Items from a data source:
—————

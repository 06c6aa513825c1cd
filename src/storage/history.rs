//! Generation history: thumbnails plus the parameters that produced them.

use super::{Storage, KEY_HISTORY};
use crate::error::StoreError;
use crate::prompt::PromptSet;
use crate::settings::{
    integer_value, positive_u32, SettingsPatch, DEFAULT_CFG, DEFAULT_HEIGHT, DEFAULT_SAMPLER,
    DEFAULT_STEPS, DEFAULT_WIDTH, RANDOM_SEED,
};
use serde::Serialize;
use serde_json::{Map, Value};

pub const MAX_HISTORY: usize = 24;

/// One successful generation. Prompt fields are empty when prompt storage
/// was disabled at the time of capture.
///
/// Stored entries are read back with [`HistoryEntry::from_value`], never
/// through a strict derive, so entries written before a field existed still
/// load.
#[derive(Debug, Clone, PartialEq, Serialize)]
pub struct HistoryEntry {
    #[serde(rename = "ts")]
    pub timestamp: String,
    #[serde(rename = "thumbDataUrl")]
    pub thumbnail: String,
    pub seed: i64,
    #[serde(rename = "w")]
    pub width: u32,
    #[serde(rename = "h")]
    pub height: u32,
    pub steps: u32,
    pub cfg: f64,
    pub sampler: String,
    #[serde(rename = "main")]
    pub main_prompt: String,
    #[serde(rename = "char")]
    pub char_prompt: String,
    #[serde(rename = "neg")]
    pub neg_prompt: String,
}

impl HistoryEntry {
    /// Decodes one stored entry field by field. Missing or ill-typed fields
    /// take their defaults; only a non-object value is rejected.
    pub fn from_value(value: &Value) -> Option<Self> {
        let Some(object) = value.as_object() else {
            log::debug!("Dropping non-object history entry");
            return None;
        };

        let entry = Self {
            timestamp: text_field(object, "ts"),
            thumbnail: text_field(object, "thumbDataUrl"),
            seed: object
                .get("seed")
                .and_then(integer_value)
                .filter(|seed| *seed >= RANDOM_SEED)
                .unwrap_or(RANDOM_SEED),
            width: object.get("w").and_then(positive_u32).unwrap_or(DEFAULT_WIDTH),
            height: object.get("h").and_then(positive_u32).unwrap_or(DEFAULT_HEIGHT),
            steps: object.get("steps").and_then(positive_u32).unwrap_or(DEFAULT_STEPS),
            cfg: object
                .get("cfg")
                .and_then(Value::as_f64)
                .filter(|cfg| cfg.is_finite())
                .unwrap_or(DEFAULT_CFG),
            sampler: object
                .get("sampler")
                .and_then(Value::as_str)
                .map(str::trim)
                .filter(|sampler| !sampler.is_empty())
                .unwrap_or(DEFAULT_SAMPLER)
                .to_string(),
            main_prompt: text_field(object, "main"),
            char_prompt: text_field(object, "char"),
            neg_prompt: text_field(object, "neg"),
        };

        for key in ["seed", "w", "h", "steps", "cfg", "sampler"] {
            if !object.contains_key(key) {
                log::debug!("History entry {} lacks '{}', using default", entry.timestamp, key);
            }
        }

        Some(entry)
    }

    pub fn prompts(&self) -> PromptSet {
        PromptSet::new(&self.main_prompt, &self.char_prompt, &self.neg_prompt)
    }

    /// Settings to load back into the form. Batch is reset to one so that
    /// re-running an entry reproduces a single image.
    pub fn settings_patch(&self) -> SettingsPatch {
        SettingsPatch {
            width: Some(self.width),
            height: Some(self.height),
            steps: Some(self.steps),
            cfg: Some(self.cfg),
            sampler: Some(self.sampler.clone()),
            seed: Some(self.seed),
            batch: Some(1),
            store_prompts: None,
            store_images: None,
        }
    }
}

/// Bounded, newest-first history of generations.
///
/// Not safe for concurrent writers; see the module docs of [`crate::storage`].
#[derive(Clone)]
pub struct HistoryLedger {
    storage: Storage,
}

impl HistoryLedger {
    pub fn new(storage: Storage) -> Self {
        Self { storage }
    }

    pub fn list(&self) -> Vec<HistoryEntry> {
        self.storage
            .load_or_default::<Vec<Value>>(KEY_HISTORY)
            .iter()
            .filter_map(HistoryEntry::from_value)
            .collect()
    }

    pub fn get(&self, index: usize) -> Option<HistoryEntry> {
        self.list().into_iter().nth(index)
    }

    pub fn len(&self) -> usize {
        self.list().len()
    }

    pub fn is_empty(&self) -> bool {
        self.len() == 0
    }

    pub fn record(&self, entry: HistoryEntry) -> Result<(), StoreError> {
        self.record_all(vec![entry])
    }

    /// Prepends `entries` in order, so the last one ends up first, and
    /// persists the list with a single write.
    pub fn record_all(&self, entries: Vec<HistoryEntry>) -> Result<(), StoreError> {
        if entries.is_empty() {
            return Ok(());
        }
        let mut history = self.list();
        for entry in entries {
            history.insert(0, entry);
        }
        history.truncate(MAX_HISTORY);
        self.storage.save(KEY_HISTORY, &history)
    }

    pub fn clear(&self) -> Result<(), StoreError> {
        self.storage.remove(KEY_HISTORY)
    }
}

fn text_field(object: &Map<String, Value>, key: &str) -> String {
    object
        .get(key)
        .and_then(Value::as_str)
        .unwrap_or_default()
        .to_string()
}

—————

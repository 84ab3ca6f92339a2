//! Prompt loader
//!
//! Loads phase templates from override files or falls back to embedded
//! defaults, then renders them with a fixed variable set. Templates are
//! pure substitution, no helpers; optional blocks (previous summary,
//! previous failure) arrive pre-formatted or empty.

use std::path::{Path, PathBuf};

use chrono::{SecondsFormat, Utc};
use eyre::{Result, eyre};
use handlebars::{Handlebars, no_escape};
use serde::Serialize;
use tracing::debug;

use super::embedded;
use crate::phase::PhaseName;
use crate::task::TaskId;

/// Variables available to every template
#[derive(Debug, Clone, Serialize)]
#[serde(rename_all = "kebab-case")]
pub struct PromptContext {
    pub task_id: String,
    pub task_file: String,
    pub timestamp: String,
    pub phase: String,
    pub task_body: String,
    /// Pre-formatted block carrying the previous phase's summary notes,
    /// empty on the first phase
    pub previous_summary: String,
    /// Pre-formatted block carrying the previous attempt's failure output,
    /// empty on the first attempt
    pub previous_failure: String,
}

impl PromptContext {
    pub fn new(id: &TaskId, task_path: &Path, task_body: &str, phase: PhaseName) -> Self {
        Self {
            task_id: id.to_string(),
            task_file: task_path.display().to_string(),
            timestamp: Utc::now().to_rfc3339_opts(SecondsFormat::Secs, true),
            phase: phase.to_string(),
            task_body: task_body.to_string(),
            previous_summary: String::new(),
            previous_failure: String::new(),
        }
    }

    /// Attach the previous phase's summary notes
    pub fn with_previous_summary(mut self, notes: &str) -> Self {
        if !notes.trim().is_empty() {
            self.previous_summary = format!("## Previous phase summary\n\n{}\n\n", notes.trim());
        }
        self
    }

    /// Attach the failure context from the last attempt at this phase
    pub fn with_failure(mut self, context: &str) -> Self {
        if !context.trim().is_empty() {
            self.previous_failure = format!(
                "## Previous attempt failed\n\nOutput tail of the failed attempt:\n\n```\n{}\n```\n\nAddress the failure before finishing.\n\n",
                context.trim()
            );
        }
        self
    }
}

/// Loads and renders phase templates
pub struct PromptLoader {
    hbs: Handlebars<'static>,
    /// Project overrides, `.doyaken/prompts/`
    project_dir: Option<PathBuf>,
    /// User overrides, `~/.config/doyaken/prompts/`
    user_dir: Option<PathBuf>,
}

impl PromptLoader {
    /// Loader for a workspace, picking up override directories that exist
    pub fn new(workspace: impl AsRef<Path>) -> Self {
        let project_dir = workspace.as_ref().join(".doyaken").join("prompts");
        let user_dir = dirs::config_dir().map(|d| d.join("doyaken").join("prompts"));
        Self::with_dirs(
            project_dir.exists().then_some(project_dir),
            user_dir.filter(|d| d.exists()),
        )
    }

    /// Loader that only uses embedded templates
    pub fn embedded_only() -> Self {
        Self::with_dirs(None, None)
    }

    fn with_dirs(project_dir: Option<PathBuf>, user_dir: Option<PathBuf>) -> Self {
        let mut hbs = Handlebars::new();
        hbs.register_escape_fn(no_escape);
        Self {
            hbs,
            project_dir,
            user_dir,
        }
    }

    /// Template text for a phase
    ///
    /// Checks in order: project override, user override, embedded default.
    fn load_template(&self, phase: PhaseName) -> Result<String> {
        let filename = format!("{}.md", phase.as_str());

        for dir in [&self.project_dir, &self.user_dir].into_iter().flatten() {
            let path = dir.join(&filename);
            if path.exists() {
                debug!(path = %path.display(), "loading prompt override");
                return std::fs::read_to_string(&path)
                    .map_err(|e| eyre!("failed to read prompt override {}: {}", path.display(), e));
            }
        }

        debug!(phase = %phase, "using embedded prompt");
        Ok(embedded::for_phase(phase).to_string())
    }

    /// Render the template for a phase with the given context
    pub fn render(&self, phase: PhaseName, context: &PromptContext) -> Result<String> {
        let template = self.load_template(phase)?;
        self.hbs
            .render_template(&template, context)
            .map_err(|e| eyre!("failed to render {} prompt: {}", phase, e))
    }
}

—————

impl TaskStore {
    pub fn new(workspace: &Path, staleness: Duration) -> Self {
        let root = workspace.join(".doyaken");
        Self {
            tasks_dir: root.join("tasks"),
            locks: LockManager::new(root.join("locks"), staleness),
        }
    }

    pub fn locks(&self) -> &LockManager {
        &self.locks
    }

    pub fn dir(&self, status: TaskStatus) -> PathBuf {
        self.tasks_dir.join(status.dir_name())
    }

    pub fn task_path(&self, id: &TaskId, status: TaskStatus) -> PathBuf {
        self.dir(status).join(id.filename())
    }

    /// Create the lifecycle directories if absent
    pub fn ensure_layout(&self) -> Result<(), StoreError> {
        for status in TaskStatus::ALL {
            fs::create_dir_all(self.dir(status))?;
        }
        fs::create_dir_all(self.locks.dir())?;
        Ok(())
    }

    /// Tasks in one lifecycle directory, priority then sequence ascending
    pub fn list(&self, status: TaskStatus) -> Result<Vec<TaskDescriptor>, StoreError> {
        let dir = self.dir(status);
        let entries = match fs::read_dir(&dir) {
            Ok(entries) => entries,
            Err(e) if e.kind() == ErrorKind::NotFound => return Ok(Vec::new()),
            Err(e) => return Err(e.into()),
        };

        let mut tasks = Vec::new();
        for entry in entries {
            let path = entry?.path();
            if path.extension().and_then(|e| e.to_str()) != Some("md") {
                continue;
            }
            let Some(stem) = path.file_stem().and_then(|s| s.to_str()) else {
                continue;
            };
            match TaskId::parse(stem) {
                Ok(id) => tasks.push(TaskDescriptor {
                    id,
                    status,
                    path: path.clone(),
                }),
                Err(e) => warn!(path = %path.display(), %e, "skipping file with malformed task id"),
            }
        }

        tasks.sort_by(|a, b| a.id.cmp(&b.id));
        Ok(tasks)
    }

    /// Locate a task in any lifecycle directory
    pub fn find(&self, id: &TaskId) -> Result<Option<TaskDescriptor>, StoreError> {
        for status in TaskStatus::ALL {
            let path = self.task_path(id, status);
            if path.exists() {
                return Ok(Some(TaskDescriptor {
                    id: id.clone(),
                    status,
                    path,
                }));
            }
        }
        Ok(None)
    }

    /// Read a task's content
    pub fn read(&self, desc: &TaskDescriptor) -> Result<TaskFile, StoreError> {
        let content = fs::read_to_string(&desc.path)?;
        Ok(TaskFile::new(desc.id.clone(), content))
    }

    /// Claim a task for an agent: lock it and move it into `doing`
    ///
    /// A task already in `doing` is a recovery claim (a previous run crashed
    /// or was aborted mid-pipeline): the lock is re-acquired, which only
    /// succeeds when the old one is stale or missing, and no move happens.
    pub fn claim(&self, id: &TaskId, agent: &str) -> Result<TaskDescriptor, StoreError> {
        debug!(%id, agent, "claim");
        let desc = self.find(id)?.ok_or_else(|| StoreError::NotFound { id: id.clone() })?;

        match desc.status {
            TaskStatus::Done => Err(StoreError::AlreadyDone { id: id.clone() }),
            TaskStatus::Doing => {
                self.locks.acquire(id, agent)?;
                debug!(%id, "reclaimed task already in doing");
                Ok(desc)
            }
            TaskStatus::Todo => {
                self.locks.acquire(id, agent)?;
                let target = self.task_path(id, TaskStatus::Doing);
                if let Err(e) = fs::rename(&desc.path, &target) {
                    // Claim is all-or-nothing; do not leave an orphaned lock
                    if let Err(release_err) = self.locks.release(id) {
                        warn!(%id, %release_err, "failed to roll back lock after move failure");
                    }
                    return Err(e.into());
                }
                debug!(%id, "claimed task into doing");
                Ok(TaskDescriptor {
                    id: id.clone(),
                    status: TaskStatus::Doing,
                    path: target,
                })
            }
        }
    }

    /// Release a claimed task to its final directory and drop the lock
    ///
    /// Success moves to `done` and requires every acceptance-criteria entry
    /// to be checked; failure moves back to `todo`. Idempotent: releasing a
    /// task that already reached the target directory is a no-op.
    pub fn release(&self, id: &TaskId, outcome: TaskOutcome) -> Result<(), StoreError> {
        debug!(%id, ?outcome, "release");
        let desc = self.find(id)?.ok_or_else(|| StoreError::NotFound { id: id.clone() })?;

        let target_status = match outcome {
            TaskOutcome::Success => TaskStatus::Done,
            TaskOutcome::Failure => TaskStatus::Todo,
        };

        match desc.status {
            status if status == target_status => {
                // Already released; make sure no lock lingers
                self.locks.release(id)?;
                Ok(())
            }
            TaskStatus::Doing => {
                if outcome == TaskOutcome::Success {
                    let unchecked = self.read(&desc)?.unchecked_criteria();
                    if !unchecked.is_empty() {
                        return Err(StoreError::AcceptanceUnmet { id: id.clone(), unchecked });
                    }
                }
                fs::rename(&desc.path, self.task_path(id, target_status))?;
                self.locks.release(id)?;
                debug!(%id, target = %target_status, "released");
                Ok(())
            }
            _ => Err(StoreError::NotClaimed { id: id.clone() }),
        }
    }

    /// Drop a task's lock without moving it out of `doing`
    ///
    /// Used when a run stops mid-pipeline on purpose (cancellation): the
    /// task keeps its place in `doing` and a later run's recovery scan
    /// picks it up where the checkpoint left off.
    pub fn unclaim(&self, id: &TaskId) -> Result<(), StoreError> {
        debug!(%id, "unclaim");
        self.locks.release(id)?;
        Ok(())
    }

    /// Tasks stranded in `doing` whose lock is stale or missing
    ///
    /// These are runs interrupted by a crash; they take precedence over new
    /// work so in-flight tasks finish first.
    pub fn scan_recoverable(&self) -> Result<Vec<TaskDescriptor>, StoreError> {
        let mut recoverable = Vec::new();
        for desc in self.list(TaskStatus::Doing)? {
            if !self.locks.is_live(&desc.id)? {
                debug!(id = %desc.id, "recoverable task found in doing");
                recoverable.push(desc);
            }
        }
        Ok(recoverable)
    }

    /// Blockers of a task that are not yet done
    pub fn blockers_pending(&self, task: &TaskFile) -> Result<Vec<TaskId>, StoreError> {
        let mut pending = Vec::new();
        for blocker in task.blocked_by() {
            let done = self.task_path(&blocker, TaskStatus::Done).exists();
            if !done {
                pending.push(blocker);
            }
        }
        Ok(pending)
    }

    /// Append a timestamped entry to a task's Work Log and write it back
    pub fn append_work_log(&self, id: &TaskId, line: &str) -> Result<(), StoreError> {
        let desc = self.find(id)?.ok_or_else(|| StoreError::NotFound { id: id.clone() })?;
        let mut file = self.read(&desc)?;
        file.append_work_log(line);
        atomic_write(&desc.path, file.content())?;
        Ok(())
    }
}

—————

* [YOUR INSTRUCTIONS]: Looking at the records above, report how many lines contain the word "push". Answer with the number only.

* [RESPONSE FOR THIS EXERCISE]: 3